:: What this task involves ::
In the data below, the answer is the run of lines from the line containing "Self::default()" through the line containing "count and the", both included; print it exactly and nothing else.

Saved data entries
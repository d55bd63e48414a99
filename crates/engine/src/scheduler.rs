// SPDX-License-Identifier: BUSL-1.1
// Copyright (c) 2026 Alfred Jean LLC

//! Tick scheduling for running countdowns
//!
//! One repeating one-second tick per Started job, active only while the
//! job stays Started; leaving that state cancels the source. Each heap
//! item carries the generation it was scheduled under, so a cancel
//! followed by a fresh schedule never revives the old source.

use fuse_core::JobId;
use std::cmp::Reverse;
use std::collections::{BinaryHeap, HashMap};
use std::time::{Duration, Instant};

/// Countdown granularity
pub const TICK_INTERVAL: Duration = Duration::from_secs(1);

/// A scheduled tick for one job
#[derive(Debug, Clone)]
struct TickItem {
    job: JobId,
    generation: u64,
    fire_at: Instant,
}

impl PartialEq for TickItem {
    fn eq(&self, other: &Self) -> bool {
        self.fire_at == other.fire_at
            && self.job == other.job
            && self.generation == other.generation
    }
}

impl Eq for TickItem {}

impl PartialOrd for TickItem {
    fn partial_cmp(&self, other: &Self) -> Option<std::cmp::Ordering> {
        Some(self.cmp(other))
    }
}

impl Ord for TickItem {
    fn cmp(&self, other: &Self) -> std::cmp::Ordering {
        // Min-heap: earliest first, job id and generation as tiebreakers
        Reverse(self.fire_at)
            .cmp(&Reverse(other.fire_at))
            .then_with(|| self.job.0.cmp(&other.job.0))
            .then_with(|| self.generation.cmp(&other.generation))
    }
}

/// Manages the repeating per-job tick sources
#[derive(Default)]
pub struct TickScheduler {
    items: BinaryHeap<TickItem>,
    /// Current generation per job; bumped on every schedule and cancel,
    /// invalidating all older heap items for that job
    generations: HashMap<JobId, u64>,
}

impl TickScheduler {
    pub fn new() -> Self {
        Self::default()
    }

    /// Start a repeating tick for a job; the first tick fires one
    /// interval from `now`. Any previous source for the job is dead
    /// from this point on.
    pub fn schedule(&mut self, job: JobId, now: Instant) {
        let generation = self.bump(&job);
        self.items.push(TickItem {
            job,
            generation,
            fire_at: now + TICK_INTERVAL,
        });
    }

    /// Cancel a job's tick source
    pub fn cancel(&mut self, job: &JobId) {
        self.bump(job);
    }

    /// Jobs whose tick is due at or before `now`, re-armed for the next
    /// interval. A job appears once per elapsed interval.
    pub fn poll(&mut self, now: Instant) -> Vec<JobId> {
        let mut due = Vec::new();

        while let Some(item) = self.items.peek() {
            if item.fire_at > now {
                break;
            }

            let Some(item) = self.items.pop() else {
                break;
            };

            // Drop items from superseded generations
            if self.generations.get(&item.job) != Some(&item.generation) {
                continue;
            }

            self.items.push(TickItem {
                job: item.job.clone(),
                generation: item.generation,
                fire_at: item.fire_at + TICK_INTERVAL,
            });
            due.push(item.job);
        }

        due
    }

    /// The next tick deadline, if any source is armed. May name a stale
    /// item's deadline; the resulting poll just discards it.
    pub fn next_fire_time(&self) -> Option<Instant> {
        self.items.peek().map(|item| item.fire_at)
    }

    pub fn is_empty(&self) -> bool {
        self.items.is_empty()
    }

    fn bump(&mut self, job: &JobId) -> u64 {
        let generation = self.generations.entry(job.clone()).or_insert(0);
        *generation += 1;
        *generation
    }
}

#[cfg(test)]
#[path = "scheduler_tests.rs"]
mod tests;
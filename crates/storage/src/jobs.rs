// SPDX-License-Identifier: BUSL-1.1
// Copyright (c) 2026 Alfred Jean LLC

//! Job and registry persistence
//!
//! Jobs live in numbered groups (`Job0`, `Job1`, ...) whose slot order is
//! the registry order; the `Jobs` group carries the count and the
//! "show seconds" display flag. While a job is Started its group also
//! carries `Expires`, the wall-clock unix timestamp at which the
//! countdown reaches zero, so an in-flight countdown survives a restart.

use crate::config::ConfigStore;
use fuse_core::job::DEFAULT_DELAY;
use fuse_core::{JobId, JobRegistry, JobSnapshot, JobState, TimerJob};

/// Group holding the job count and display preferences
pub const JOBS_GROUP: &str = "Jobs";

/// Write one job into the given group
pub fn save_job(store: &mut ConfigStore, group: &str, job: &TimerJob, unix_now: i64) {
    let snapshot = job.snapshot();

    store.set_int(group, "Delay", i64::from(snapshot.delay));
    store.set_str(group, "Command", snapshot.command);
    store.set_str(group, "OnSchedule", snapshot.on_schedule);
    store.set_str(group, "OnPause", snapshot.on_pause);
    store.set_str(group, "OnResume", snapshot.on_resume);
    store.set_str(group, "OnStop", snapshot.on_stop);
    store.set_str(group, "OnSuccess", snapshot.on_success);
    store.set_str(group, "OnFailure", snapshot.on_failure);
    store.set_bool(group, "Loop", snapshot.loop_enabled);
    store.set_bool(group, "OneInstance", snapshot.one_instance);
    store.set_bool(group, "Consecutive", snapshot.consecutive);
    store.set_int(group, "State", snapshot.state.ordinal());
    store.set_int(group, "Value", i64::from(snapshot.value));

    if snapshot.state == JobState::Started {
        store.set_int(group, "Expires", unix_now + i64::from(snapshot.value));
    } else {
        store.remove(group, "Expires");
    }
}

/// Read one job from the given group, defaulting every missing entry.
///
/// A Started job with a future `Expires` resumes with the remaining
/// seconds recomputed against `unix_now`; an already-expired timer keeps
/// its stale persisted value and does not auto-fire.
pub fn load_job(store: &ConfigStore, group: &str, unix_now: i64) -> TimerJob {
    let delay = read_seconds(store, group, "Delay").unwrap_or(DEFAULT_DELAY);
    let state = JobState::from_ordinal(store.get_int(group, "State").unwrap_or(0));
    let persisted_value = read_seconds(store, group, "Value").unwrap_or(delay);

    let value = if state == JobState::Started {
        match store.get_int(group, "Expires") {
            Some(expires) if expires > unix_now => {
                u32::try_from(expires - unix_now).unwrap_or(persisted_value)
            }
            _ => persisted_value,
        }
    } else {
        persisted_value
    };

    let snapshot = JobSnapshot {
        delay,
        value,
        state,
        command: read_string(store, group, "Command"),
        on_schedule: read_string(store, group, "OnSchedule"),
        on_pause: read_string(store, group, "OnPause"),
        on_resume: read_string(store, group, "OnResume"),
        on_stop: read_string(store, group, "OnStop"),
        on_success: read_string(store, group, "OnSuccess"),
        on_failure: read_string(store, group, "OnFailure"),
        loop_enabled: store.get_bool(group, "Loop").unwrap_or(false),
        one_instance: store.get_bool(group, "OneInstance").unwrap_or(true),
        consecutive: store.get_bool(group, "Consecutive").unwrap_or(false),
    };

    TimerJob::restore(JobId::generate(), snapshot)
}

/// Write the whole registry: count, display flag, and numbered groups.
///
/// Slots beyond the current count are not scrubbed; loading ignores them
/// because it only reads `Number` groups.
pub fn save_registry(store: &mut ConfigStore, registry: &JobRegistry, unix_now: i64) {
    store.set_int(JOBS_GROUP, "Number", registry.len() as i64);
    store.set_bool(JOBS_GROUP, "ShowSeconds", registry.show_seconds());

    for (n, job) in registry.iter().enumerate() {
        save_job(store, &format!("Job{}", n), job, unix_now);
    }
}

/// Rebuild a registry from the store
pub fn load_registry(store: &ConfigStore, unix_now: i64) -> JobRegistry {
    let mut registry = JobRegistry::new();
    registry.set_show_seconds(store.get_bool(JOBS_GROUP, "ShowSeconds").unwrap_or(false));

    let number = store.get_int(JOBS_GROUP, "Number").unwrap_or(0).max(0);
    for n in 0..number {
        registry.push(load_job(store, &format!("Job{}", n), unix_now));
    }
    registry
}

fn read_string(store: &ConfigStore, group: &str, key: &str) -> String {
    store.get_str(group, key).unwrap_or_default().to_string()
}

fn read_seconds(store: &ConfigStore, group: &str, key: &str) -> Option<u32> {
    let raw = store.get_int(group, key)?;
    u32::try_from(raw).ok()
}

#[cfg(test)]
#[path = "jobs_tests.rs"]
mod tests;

--

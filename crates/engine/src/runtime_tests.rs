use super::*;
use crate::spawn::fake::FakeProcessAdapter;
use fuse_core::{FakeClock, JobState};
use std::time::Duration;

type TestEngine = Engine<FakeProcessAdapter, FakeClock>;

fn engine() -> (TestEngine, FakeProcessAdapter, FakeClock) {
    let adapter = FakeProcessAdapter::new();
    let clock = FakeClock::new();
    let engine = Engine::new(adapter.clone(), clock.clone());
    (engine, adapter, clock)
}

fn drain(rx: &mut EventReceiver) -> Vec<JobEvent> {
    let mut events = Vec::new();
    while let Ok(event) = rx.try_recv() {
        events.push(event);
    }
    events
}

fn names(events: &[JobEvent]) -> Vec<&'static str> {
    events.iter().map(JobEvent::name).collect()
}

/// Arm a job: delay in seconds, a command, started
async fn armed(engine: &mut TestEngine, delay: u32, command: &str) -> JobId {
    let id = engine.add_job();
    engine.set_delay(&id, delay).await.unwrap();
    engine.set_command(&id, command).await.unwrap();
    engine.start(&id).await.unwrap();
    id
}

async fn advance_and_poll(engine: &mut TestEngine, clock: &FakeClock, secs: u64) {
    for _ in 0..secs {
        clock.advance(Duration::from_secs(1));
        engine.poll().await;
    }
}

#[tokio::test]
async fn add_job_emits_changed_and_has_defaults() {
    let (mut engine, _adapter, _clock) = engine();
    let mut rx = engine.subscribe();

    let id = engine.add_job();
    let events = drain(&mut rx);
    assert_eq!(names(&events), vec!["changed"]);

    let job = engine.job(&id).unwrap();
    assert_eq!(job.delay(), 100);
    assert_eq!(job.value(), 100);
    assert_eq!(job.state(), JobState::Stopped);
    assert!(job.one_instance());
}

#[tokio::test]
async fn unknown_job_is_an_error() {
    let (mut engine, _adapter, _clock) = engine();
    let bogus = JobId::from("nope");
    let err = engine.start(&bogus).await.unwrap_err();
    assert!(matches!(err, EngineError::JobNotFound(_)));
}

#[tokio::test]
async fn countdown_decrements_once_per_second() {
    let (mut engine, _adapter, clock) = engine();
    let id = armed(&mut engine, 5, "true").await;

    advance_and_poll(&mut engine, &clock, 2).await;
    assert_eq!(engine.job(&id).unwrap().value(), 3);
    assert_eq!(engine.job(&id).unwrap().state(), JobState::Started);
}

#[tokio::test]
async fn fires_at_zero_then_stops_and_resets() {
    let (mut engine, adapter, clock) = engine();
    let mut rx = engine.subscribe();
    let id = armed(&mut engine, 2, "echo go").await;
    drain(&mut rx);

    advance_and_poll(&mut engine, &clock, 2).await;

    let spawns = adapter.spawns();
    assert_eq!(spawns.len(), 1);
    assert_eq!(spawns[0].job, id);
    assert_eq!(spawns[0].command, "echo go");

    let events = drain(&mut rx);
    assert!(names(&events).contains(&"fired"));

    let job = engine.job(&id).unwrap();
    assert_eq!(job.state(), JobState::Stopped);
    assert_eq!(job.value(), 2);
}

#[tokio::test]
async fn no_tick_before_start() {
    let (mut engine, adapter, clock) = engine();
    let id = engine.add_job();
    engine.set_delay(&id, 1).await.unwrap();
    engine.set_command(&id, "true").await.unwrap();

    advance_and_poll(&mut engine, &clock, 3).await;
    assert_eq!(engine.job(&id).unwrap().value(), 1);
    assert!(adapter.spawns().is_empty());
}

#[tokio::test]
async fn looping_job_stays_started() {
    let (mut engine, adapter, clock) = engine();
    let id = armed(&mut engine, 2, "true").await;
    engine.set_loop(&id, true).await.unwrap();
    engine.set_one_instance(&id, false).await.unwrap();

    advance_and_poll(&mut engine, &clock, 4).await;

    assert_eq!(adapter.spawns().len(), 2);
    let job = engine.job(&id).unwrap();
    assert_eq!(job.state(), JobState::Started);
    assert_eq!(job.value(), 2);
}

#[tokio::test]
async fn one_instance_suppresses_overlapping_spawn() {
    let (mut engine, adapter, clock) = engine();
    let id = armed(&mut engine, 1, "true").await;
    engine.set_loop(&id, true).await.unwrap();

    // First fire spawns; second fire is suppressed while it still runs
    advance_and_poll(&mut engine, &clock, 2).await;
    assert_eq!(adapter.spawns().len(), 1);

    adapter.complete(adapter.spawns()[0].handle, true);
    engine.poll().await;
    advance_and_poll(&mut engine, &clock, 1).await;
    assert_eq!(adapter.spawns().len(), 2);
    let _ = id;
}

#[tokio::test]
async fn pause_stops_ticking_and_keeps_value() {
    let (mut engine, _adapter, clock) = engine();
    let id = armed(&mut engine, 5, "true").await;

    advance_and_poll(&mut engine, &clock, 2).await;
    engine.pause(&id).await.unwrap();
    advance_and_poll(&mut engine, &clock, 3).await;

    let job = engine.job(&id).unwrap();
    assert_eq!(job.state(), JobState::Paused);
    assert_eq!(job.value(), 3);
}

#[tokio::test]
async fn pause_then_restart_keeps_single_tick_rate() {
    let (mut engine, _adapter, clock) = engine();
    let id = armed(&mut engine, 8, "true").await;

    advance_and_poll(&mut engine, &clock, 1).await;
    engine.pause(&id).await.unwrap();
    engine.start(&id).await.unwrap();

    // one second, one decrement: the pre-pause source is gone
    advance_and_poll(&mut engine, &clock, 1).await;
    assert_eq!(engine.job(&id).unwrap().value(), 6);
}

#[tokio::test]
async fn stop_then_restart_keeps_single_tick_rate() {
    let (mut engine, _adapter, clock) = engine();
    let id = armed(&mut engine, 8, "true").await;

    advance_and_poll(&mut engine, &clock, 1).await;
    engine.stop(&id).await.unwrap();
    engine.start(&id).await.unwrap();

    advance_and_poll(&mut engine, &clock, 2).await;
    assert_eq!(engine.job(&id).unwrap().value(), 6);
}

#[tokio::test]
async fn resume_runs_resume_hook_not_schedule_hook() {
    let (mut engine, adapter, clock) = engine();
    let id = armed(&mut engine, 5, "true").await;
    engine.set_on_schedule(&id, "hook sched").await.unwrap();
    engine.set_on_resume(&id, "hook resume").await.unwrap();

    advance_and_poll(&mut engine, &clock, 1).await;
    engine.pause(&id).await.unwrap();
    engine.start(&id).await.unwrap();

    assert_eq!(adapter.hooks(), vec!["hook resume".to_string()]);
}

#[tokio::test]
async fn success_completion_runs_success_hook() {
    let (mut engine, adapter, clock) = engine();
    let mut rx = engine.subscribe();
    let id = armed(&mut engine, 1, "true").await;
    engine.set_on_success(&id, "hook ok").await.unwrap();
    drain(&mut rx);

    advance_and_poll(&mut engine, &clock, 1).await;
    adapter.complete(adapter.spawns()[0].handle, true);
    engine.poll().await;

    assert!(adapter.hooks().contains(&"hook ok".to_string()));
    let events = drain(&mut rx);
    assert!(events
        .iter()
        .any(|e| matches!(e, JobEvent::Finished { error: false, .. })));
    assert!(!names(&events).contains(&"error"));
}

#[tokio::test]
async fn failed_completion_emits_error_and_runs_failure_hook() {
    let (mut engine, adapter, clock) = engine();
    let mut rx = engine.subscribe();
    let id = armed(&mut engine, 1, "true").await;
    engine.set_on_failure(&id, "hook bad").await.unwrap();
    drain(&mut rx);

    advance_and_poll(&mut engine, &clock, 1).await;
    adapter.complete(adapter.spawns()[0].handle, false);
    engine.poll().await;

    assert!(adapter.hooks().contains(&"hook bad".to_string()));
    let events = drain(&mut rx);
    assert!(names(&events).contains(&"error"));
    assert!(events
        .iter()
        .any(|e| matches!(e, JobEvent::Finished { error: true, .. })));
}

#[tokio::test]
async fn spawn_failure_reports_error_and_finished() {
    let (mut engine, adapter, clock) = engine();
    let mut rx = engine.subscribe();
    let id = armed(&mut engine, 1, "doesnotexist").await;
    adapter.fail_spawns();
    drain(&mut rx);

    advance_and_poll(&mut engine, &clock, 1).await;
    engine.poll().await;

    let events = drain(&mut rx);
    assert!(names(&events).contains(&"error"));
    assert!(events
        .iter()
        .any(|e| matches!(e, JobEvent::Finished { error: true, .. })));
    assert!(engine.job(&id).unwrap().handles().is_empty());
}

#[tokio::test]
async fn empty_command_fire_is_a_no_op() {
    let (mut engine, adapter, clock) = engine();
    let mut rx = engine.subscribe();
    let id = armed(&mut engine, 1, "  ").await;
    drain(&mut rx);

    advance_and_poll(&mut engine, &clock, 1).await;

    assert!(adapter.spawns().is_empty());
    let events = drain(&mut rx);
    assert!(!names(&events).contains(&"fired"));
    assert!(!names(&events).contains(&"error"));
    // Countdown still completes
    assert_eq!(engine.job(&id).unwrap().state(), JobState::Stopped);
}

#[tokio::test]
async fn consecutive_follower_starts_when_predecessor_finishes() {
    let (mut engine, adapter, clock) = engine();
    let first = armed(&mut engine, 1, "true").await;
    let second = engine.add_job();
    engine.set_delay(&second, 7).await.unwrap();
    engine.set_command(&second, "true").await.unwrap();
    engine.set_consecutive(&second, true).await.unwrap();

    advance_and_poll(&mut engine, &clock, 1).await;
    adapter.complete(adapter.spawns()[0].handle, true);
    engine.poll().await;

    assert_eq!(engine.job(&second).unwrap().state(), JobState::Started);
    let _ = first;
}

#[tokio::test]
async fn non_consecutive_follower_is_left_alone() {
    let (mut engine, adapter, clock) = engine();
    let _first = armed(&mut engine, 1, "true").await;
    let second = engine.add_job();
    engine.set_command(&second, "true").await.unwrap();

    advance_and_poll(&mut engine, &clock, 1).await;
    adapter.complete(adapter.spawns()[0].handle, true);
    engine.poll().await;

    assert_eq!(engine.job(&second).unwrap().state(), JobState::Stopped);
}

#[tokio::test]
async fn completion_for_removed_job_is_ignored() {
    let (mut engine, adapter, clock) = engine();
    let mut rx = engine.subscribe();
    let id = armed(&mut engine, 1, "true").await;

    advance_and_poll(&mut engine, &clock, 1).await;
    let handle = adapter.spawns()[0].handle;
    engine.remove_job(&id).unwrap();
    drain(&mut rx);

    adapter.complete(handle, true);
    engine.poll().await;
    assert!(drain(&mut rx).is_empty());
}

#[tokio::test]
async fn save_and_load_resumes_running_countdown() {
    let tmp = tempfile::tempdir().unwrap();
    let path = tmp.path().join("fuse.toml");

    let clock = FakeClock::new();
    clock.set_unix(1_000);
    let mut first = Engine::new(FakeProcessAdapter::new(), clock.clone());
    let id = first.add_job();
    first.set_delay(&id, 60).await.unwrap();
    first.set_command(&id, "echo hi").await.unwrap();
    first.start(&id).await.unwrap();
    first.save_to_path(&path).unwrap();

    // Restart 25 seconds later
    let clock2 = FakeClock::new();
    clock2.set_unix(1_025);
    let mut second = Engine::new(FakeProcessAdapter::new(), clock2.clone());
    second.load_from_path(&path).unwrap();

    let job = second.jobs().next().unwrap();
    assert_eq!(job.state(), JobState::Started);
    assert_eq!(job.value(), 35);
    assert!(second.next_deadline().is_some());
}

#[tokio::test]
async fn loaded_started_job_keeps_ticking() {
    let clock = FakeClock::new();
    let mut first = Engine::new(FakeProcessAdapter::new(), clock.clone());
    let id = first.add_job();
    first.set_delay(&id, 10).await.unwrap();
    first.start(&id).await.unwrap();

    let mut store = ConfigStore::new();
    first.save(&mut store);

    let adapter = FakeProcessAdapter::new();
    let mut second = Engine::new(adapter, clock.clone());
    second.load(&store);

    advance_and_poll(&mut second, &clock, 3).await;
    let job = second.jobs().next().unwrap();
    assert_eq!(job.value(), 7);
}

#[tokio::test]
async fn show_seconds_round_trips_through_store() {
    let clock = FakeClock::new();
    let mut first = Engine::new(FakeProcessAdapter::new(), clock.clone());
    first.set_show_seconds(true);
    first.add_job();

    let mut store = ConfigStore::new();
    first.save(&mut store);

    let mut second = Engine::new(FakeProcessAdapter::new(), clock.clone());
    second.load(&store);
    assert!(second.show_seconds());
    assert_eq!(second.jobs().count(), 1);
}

* * *

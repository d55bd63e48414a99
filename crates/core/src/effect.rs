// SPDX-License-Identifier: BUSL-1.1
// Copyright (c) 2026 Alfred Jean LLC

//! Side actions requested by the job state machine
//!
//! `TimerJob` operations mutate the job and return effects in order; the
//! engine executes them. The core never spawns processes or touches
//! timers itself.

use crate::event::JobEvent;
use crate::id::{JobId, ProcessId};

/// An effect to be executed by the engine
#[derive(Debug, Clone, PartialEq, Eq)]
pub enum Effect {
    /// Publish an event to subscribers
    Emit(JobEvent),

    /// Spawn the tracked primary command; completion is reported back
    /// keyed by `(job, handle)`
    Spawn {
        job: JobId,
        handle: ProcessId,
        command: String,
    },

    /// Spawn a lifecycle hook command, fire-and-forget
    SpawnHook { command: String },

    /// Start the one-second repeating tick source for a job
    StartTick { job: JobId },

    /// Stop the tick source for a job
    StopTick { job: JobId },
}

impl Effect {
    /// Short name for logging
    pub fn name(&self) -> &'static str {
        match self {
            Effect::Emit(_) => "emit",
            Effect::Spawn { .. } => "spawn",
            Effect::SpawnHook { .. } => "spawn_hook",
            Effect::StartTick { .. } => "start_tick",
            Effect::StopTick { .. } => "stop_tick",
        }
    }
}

:: Your solution ::
        Self::default()
    }

    /// Start a repeating tick for a job; the first tick fires one
    /// interval from `now`. Any previous source for the job is dead
    /// from this point on.
    pub fn schedule(&mut self, job: JobId, now: Instant) {
        let generation = self.bump(&job);
        self.items.push(TickItem {
            job,
            generation,
            fire_at: now + TICK_INTERVAL,
        });
    }

    /// Cancel a job's tick source
    pub fn cancel(&mut self, job: &JobId) {
        self.bump(job);
    }

    /// Jobs whose tick is due at or before `now`, re-armed for the next
    /// interval. A job appears once per elapsed interval.
    pub fn poll(&mut self, now: Instant) -> Vec<JobId> {
        let mut due = Vec::new();

        while let Some(item) = self.items.peek() {
            if item.fire_at > now {
                break;
            }

            let Some(item) = self.items.pop() else {
                break;
            };

            // Drop items from superseded generations
            if self.generations.get(&item.job) != Some(&item.generation) {
                continue;
            }

            self.items.push(TickItem {
                job: item.job.clone(),
                generation: item.generation,
                fire_at: item.fire_at + TICK_INTERVAL,
            });
            due.push(item.job);
        }

        due
    }

    /// The next tick deadline, if any source is armed. May name a stale
    /// item's deadline; the resulting poll just discards it.
    pub fn next_fire_time(&self) -> Option<Instant> {
        self.items.peek().map(|item| item.fire_at)
    }

    pub fn is_empty(&self) -> bool {
        self.items.is_empty()
    }

    fn bump(&mut self, job: &JobId) -> u64 {
        let generation = self.generations.entry(job.clone()).or_insert(0);
        *generation += 1;
        *generation
    }
}

#[cfg(test)]
#[path = "scheduler_tests.rs"]
mod tests;
filename crates/storage/src/jobs.rs
// SPDX-License-Identifier: BUSL-1.1
// Copyright (c) 2026 Alfred Jean LLC

//! Job and registry persistence
//!
//! Jobs live in numbered groups (`Job0`, `Job1`, ...) whose slot order is
//! the registry order; the `Jobs` group carries the count and the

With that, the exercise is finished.